Just got Norton AV 10 for our Macs at work. Thought I'd try it out on my MacBook Pro first.........

OMG !!! :eek: :mad: What a pile of sh1te :(

My computer slowed right down to being almost unusable........

I've taken it off now and all is well, but I'm now concerned that if I put this on my Macs at work, the whole system will be rendered the same......

Quite anmoyed really. Norton used to be good.

Any other suggestions?

We're only using AV because of the IT policy - we share a network with PCs and can't have them getting infected, even if the Macs dont ;) (caveat - YET!)

Dan :)

RichB 21 January 2007 10:29 AM

Can't you just have it installed but switch it off ;)
It's not like you need it... :D

Markus 21 January 2007 02:46 PM

Dan,
Have a look at clamxav. It's a gui for clamav which is meant to be a pretty good, low impact AV setup. Pretty sure it's open source and thus free.

Don't think of trying VirusScan (what used to be calld virex), it's just as bad as Norton. I've had and "interesting" week with our development team working out why it's doing monumentally stupid things in the most bizzare places (causes a complete slowdown of the machine when you try and authorise an eUpdate schedule).
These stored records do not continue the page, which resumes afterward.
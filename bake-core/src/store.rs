//! Persisted credential storage.
//!
//! Exactly one credential is stored at a time. The file-backed store keeps it
//! in `~/.bakeassist/credential` with owner-only permissions so it survives
//! process restarts.

use std::fs;
use std::path::{Path, PathBuf};
use std::sync::Mutex;

use crate::error::{Error, Result};

/// Default credential file, relative to the home directory
const DEFAULT_CREDENTIAL_PATH: &str = ".bakeassist/credential";

/// Durable slot for the bearer credential
pub trait CredentialStore: Send + Sync {
    /// Read the stored credential, if any
    fn get(&self) -> Result<Option<String>>;

    /// Replace the stored credential
    fn set(&self, credential: &str) -> Result<()>;

    /// Remove the stored credential. Removing an absent credential is not an error.
    fn remove(&self) -> Result<()>;
}

/// Credential store backed by a single file
#[derive(Debug, Clone)]
pub struct FileCredentialStore {
    path: PathBuf,
}

impl FileCredentialStore {
    /// Store at the default location under the home directory
    pub fn new() -> Result<Self> {
        let home = dirs::home_dir().ok_or_else(|| Error::Other("No home directory".into()))?;
        Ok(Self::with_path(home.join(DEFAULT_CREDENTIAL_PATH)))
    }

    /// Store at a custom path
    pub fn with_path(path: impl Into<PathBuf>) -> Self {
        Self { path: path.into() }
    }

    pub fn path(&self) -> &Path {
        &self.path
    }
}

impl CredentialStore for FileCredentialStore {
    fn get(&self) -> Result<Option<String>> {
        match fs::read_to_string(&self.path) {
            Ok(content) => {
                let credential = content.trim();
                if credential.is_empty() {
                    Ok(None)
                } else {
                    Ok(Some(credential.to_string()))
                }
            }
            Err(e) if e.kind() == std::io::ErrorKind::NotFound => Ok(None),
            Err(e) => Err(e.into()),
        }
    }

    fn set(&self, credential: &str) -> Result<()> {
        if let Some(parent) = self.path.parent() {
            fs::create_dir_all(parent)?;
        }
        fs::write(&self.path, credential)?;

        #[cfg(unix)]
        {
            use std::os::unix::fs::PermissionsExt;
            fs::set_permissions(&self.path, fs::Permissions::from_mode(0o600))?;
        }

        Ok(())
    }

    fn remove(&self) -> Result<()> {
        match fs::remove_file(&self.path) {
            Ok(()) => Ok(()),
            Err(e) if e.kind() == std::io::ErrorKind::NotFound => Ok(()),
            Err(e) => Err(e.into()),
        }
    }
}

/// In-process credential store
#[derive(Debug, Default)]
pub struct MemoryCredentialStore {
    credential: Mutex<Option<String>>,
}

impl MemoryCredentialStore {
    pub fn new() -> Self {
        Self::default()
    }

    /// Store pre-populated with a credential
    pub fn with_credential(credential: impl Into<String>) -> Self {
        Self {
            credential: Mutex::new(Some(credential.into())),
        }
    }
}

impl CredentialStore for MemoryCredentialStore {
    fn get(&self) -> Result<Option<String>> {
        let slot = self.credential.lock().map_err(|_| Error::Other("Credential lock poisoned".into()))?;
        Ok(slot.clone())
    }

    fn set(&self, credential: &str) -> Result<()> {
        let mut slot = self.credential.lock().map_err(|_| Error::Other("Credential lock poisoned".into()))?;
        *slot = Some(credential.to_string());
        Ok(())
    }

    fn remove(&self) -> Result<()> {
        let mut slot = self.credential.lock().map_err(|_| Error::Other("Credential lock poisoned".into()))?;
        *slot = None;
        Ok(())
    }
}

#[cfg(test)]
mod tests {
    use super::*;
    use tempfile::tempdir;

    #[test]
    fn test_file_store_roundtrip() {
        let temp = tempdir().expect("Failed to create temp dir");
        let store = FileCredentialStore::with_path(temp.path().join("nested").join("credential"));

        assert_eq!(store.get().unwrap(), None);

        store.set("header.payload.sig").unwrap();
        assert_eq!(store.get().unwrap().as_deref(), Some("header.payload.sig"));

        store.set("second.token.sig").unwrap();
        assert_eq!(store.get().unwrap().as_deref(), Some("second.token.sig"));

        store.remove().unwrap();
        assert_eq!(store.get().unwrap(), None);
        assert!(!store.path().exists());
    }

    #[test]
    fn test_file_store_remove_is_idempotent() {
        let temp = tempdir().expect("Failed to create temp dir");
        let store = FileCredentialStore::with_path(temp.path().join("credential"));

        store.remove().unwrap();
        store.remove().unwrap();
    }

    #[test]
    fn test_file_store_ignores_blank_file() {
        let temp = tempdir().expect("Failed to create temp dir");
        let path = temp.path().join("credential");
        fs::write(&path, "  \n").unwrap();

        let store = FileCredentialStore::with_path(&path);
        assert_eq!(store.get().unwrap(), None);
    }

    #[cfg(unix)]
    #[test]
    fn test_file_store_permissions() {
        use std::os::unix::fs::PermissionsExt;

        let temp = tempdir().expect("Failed to create temp dir");
        let store = FileCredentialStore::with_path(temp.path().join("credential"));
        store.set("a.b.c").unwrap();

        let mode = fs::metadata(store.path()).unwrap().permissions().mode() & 0o777;
        assert_eq!(mode, 0o600);
    }

    #[test]
    fn test_memory_store() {
        let store = MemoryCredentialStore::with_credential("a.b.c");
        assert_eq!(store.get().unwrap().as_deref(), Some("a.b.c"));

        store.remove().unwrap();
        assert_eq!(store.get().unwrap(), None);

        store.set("d.e.f").unwrap();
        assert_eq!(store.get().unwrap().as_deref(), Some("d.e.f"));
    }
}
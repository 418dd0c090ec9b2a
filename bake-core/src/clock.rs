//! Wall-clock source for expiry and idle calculations.

use std::sync::atomic::{AtomicI64, Ordering};
use std::sync::Arc;

use chrono::Utc;

/// Source of the current time in milliseconds since the Unix epoch
pub trait Clock: Send + Sync {
    fn now_millis(&self) -> i64;

    /// Current time in fractional seconds, the unit credential expiry uses
    fn now_secs(&self) -> f64 {
        self.now_millis() as f64 / 1000.0
    }
}

/// The system clock
#[derive(Debug, Clone, Copy, Default)]
pub struct SystemClock;

impl Clock for SystemClock {
    fn now_millis(&self) -> i64 {
        Utc::now().timestamp_millis()
    }
}

/// Manually advanced clock for deterministic hosts and tests
#[derive(Debug, Clone, Default)]
pub struct ManualClock {
    millis: Arc<AtomicI64>,
}

impl ManualClock {
    pub fn new(start_millis: i64) -> Self {
        Self {
            millis: Arc::new(AtomicI64::new(start_millis)),
        }
    }

    /// Start at a whole number of seconds since the epoch
    pub fn at_secs(secs: i64) -> Self {
        Self::new(secs * 1000)
    }

    pub fn advance_secs(&self, secs: i64) {
        self.millis.fetch_add(secs * 1000, Ordering::SeqCst);
    }

    pub fn set_millis(&self, millis: i64) {
        self.millis.store(millis, Ordering::SeqCst);
    }
}

impl Clock for ManualClock {
    fn now_millis(&self) -> i64 {
        self.millis.load(Ordering::SeqCst)
    }
}
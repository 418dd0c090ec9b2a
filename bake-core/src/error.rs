//! Error types for bake-core.

use thiserror::Error;

/// Result type alias using bake-core Error
pub type Result<T> = std::result::Result<T, Error>;

/// Core error types for session and transport operations
#[derive(Error, Debug)]
pub enum Error {
    // Credential errors
    #[error("Invalid token")]
    InvalidToken,

    #[error("Missing authentication")]
    MissingAuth,

    // Transport errors
    #[error("Unauthorized")]
    Unauthorized,

    #[error("Request timed out")]
    Timeout,

    #[error("HTTP {status}: {message}")]
    Status { status: u16, message: String },

    #[cfg(feature = "client")]
    #[error("HTTP error: {0}")]
    Http(#[from] reqwest::Error),

    // Session errors
    #[error("Session was replaced while the request was in flight")]
    Superseded,

    #[error("Session duration must be between 1 and {max} minutes, got {got}")]
    InvalidDuration { got: u32, max: u32 },

    // IO errors
    #[error("IO error: {0}")]
    Io(#[from] std::io::Error),

    // Serialization errors
    #[error("Serialization error: {0}")]
    Serialization(String),

    // Generic errors
    #[error("{0}")]
    Other(String),
}

impl Error {
    /// Create an error from a non-success HTTP response
    pub fn status(status: u16, message: impl Into<String>) -> Self {
        Self::Status {
            status,
            message: message.into(),
        }
    }

    /// Whether the backend rejected the credential itself.
    pub fn is_unauthorized(&self) -> bool {
        matches!(self, Self::Unauthorized | Self::Status { status: 401, .. })
    }
}

impl From<serde_json::Error> for Error {
    fn from(e: serde_json::Error) -> Self {
        Error::Serialization(e.to_string())
    }
}

#[cfg(test)]
mod tests {
    use super::*;

    #[test]
    fn test_unauthorized_detection() {
        assert!(Error::Unauthorized.is_unauthorized());
        assert!(Error::status(401, "nope").is_unauthorized());
        assert!(!Error::status(500, "boom").is_unauthorized());
        assert!(!Error::Timeout.is_unauthorized());
    }

    #[test]
    fn test_status_display() {
        let err = Error::status(503, "Service Unavailable");
        assert_eq!(err.to_string(), "HTTP 503: Service Unavailable");
    }
}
Good point from Rich about it being installed but turned off :D The only reason I can currently see for having any kind of AV on the mac is to prevent sending on viruses to PC's. Even if you are using BootCamp then you cannot infect it from the Mac side unless you actively copy items onto the partition, and you'd need to be using FAT32 to do that anyway as NTFS mounts as read-only.
Only other reason would be work macro viruses, which can be a bit of a problem, but it's not insurmountable.

Freelance Badger 21 January 2007 06:36 PM

I run V 9 on my Mac and dont seem to have any problems with it...

SwissTony 21 January 2007 07:34 PM

norton is pants..yuk!!

have you tried sophos yet??

corradoboy 21 January 2007 07:46 PM

I'm not fully up to speed on mixed networks, but the PC's should be running their own protection. The Macs don't need anything (yet) other than restricting full admin priviledges to the general users. Even if the Mac transmits something through the network the PC's should pick it up themselves, but with install capabilities removed from the general users you should be safe anyway.

olliecampbell 21 January 2007 08:19 PM

Got to have AV on my machine (SOX requirement) and we are bound to using Symantec good as well. My Macbook Pro has now become as slow as my old IBM Thinkpad!

Might give clam a go, using it on a couple of Redhat servers at work and seems ok

Markus 21 January 2007 08:24 PM

This is what annoys me about IT policies. Most of them seem to never look into the fact that at present mac's don't really need an AV solution, that it's mainly just scaremongering or this bloody SOX thing (don't get me started on the 802.1n thing that you have to pay for because of SOX, grrrr). If the PC's are protected then even if you send them a virus from a Mac they should be able to deal with it.

olliecampbell 21 January 2007 09:58 PM


Originally Posted by Markus (Post 6573531)
This is what annoys me about IT policies. Most of them seem to never look into the fact that at present mac's don't really need an AV solution, that it's mainly just scaremongering or this bloody SOX thing (don't get me started on the 802.1n thing that you have to pay for because of SOX, grrrr). If the PC's are protected then even if you send them a virus from a Mac they should be able to deal with it.

AV on your incoming mail, servers and desktops. All mail based ones are caught, items saved on file servers are caught, and anything on USB/CD etc is also caught.

SOX i love it, we look after 3 different sites and have to do SOX for all of them! Joy is not a word used in the same sentence!

Puppetmaster 21 January 2007 10:01 PM

I use AVG myself.
Free and easy. :D

ScoobyDoo555 22 January 2007 07:51 AM

Nice one chaps :)

Yeh, the 500-odd PCs have AV anyway, but because we're pretty much left to our own devices, IT want us AV'd up :rolleyes: Perhaps they don't have much faith in their PC AV setup :D

I know the whole arguement about the pros/cons of OSX AV, and I isemi buy into it (as long as someone else is footing the bill! :D)

Dan :)

Oh yeh, AVG - whilst pretty god ( & free!), not Mac native yet :)

marklemac 22 January 2007 07:53 AM

Norton is pants. If my clients was AV then Intego Virus Barrier is what I'll sell them.